#### SUPPLIED INFORMATION:

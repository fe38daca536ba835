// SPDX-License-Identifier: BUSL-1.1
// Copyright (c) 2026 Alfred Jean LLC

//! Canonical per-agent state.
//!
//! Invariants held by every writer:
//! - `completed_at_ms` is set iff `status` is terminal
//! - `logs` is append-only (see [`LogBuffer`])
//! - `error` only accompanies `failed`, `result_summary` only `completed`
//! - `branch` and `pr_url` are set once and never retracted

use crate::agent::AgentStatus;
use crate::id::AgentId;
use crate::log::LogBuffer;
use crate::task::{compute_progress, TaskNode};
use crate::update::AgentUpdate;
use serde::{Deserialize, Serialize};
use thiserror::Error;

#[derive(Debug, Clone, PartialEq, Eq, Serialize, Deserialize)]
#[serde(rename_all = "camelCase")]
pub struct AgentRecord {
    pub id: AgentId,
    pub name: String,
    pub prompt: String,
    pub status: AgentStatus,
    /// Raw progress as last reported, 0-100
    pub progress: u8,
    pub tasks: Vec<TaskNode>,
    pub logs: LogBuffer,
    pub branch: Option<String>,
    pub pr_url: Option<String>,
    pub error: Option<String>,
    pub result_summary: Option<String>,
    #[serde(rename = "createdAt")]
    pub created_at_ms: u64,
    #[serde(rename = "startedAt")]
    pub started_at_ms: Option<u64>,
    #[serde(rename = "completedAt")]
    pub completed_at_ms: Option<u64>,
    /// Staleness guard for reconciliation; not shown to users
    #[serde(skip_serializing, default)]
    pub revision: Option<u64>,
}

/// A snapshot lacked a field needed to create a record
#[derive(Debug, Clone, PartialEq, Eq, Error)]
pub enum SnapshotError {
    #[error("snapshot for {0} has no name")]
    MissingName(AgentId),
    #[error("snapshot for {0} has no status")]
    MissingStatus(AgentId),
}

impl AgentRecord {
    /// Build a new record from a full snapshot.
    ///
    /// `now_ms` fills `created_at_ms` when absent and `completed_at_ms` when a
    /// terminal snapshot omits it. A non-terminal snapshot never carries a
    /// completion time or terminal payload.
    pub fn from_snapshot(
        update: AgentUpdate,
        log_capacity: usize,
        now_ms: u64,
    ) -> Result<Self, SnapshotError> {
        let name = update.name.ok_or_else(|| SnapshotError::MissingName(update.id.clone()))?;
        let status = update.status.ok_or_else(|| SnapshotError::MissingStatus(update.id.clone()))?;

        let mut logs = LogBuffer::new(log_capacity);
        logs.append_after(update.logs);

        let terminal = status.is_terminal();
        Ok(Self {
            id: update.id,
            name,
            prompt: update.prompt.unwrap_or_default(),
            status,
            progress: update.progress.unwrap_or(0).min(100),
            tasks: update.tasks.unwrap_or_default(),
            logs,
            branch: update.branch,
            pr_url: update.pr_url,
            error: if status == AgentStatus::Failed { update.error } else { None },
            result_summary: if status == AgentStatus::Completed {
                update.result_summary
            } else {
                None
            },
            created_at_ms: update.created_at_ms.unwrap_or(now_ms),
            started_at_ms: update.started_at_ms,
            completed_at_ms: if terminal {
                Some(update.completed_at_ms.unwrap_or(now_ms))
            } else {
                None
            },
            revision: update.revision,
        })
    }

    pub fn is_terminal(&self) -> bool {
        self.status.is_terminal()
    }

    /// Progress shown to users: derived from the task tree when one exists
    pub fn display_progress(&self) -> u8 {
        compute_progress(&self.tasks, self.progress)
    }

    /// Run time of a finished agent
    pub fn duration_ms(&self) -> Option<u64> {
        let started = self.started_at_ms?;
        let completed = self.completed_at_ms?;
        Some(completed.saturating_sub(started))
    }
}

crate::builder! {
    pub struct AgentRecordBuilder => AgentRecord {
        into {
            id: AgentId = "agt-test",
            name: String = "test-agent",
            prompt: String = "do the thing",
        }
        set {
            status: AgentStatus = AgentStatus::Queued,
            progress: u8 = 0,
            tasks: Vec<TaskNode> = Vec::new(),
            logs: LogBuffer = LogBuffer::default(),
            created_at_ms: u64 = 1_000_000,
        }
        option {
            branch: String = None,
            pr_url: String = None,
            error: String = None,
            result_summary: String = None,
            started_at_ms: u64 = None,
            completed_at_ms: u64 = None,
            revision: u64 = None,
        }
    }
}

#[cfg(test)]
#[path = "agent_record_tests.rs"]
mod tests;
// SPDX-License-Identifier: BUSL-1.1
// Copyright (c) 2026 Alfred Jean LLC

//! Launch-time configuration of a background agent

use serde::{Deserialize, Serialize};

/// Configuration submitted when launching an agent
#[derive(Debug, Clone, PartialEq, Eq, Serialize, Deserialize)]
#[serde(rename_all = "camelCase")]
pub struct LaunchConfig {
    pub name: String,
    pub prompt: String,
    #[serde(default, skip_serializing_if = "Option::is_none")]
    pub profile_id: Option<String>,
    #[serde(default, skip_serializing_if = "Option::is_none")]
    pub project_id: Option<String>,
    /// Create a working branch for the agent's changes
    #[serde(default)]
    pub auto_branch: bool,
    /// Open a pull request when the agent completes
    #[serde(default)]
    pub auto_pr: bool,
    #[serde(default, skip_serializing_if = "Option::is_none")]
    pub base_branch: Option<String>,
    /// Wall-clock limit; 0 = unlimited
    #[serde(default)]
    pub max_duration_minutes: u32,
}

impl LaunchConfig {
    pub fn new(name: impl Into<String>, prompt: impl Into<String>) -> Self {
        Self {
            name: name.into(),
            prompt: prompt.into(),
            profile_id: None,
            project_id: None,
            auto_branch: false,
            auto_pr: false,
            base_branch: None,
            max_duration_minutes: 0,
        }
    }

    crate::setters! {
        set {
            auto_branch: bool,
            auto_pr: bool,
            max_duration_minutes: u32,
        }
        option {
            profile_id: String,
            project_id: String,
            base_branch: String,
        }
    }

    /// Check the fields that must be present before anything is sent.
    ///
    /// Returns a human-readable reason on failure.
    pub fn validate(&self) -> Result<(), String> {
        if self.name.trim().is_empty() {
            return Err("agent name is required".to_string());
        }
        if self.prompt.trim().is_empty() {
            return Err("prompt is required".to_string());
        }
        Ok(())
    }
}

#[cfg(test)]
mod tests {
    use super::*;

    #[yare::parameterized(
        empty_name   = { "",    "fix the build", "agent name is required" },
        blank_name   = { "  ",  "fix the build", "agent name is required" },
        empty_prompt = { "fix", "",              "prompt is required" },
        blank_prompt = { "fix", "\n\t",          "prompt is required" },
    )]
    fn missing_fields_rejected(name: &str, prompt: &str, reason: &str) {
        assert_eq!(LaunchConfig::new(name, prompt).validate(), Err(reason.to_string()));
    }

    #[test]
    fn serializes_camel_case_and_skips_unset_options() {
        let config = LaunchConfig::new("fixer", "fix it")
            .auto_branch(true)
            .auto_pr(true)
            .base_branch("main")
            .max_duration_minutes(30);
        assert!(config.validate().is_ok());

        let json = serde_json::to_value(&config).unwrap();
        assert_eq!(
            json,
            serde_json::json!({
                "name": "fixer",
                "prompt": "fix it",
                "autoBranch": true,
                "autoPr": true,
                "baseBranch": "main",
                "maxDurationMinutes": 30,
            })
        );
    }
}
==
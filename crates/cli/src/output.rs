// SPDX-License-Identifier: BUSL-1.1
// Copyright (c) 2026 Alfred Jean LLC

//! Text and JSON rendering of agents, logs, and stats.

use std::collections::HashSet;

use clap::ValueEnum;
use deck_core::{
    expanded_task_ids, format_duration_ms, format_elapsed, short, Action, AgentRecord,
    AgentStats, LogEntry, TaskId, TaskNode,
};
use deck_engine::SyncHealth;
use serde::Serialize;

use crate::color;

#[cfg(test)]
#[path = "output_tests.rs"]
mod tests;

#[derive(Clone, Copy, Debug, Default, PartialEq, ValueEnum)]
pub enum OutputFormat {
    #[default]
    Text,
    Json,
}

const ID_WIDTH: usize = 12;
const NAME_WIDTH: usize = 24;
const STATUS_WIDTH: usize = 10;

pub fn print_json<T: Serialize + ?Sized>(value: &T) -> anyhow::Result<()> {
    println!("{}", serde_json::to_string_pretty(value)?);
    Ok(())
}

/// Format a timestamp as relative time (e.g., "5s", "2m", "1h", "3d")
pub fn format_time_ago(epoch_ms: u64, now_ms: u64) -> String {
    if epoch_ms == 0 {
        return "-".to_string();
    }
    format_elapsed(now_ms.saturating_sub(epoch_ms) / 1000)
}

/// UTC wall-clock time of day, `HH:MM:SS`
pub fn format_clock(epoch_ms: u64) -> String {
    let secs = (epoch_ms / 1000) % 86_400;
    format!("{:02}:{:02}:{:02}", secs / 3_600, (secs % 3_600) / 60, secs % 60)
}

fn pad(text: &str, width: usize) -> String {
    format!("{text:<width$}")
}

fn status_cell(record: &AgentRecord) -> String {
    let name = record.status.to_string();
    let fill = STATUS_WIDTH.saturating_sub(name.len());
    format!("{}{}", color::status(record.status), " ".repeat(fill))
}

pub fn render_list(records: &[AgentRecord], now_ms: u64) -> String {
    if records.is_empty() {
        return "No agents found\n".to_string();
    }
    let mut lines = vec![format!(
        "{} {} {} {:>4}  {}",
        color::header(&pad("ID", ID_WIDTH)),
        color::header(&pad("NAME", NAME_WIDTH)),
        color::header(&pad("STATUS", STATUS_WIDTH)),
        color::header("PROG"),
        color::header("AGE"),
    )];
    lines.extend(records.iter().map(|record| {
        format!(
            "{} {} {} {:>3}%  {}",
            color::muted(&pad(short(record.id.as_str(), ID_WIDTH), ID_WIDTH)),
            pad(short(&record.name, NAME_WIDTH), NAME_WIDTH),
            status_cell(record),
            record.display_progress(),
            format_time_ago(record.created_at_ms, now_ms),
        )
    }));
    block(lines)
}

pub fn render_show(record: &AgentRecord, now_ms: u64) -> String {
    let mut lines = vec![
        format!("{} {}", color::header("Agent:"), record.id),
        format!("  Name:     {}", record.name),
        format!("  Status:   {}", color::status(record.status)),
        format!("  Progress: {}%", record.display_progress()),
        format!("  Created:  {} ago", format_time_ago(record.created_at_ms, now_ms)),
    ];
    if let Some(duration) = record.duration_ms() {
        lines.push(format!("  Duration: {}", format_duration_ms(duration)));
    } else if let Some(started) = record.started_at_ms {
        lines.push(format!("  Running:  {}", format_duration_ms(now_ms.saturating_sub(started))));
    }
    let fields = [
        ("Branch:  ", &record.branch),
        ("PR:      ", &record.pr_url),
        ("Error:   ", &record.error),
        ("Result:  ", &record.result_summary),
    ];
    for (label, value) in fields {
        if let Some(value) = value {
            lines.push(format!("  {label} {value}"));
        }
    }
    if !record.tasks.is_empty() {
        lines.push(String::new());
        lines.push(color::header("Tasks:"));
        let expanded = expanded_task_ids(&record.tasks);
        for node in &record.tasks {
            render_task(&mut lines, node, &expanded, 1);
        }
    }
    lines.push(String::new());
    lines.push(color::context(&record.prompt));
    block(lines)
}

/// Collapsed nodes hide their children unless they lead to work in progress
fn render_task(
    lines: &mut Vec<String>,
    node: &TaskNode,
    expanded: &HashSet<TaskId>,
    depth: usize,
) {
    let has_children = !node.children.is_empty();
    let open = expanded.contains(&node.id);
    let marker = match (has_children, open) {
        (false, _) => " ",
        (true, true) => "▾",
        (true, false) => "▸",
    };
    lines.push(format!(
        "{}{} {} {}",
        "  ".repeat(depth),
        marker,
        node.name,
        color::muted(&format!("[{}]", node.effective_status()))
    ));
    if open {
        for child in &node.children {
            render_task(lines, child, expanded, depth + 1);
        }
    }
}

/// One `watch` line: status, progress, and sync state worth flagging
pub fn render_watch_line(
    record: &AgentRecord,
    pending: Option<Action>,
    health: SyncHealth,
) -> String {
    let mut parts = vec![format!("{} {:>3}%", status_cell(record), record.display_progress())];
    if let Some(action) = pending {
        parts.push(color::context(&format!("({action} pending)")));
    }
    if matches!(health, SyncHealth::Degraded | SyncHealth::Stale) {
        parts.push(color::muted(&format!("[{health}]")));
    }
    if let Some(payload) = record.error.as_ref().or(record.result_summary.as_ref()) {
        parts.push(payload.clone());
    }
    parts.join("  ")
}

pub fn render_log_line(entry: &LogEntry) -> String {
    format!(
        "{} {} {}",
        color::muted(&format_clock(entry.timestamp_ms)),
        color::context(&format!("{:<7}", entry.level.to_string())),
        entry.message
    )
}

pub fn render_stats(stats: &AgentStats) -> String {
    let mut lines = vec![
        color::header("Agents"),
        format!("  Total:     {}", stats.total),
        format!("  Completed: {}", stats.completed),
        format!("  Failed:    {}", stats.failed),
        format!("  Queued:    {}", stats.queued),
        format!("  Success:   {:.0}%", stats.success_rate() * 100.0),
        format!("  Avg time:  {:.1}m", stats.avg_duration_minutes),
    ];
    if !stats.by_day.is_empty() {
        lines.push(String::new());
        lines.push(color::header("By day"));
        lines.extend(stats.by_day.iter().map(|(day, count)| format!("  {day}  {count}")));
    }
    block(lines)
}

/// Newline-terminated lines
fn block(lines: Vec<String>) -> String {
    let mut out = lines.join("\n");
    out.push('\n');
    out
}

#### EXERCISE GOAL:
Which lines run from the one holding "let name = record.status.to_string();" through the one holding "pub fn render_list(records: &[AgentRecord], now_ms: u64)" in the records above? Repeat them exactly, both included, and nothing more.

#### WRITTEN REPLY:
    let name = record.status.to_string();
    let fill = STATUS_WIDTH.saturating_sub(name.len());
    format!("{}{}", color::status(record.status), " ".repeat(fill))
}

pub fn render_list(records: &[AgentRecord], now_ms: u64) -> String {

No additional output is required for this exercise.